*Data entries:*
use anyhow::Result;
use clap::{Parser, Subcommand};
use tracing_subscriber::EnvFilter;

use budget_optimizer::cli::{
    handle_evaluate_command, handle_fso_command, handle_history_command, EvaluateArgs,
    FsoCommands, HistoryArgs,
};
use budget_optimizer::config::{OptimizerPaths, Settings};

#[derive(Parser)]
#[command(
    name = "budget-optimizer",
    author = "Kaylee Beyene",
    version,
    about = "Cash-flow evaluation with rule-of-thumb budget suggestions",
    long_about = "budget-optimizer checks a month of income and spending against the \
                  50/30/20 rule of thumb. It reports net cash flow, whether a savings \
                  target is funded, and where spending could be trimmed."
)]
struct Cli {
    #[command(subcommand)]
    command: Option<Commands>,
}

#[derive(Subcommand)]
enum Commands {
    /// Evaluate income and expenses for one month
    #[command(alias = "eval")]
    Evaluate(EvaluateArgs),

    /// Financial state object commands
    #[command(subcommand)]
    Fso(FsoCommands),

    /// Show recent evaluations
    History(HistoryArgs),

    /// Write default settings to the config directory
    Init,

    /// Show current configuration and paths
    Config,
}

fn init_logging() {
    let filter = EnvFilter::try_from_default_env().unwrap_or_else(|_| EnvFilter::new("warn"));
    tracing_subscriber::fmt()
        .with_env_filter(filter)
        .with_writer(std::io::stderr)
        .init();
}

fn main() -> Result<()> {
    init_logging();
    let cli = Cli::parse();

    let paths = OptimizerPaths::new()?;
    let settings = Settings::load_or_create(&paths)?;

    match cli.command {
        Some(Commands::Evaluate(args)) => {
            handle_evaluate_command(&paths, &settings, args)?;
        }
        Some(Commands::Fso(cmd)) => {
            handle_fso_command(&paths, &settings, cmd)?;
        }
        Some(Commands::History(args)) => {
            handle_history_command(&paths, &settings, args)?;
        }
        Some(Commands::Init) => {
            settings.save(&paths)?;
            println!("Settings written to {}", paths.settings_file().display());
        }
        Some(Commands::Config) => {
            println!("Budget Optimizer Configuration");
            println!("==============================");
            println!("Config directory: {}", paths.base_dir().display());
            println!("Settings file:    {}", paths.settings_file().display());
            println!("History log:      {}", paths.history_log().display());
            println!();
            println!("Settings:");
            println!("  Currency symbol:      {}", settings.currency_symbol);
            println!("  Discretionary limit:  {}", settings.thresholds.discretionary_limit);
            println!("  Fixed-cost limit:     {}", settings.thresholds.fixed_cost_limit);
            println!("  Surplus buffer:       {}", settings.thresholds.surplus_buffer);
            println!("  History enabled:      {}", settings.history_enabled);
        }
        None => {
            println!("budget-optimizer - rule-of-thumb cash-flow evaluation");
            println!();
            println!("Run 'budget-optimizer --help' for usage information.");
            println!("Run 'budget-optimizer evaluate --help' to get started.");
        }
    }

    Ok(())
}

---

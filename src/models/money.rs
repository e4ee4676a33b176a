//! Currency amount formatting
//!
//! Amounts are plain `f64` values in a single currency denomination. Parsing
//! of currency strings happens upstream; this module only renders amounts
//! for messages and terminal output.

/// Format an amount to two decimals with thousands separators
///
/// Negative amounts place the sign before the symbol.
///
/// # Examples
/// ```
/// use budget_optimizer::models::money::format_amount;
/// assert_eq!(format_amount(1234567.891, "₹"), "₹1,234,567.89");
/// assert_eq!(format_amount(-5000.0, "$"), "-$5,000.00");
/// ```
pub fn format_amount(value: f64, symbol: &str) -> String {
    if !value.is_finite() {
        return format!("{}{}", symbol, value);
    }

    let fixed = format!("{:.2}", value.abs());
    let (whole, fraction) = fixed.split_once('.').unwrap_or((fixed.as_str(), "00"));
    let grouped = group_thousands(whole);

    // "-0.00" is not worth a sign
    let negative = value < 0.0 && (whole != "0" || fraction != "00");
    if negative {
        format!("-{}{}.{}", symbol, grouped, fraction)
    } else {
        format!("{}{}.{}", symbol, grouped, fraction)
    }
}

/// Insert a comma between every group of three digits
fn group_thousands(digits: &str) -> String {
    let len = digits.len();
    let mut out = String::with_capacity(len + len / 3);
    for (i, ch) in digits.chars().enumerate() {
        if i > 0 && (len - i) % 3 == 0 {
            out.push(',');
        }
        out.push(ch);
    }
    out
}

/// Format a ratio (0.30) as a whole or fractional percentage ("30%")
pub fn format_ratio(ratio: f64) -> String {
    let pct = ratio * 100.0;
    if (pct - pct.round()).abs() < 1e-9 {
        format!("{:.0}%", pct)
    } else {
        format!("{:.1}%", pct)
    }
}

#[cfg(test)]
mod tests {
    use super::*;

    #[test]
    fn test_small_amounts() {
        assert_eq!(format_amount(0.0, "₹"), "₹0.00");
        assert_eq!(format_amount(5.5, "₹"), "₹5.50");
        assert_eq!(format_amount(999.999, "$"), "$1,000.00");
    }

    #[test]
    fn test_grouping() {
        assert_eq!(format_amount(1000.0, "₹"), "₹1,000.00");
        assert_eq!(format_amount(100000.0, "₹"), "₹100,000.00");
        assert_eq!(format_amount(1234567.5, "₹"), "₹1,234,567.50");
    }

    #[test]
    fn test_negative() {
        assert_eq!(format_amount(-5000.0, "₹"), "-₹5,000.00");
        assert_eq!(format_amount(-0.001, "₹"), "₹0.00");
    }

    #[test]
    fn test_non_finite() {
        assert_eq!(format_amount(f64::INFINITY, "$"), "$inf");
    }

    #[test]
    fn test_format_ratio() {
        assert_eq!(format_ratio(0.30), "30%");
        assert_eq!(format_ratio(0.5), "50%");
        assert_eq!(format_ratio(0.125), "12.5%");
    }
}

*Activity:*
Each line in the records above with "Parser" must be returned.

*Solution to this exercise:*
use clap::{Parser, Subcommand};
#[derive(Parser)]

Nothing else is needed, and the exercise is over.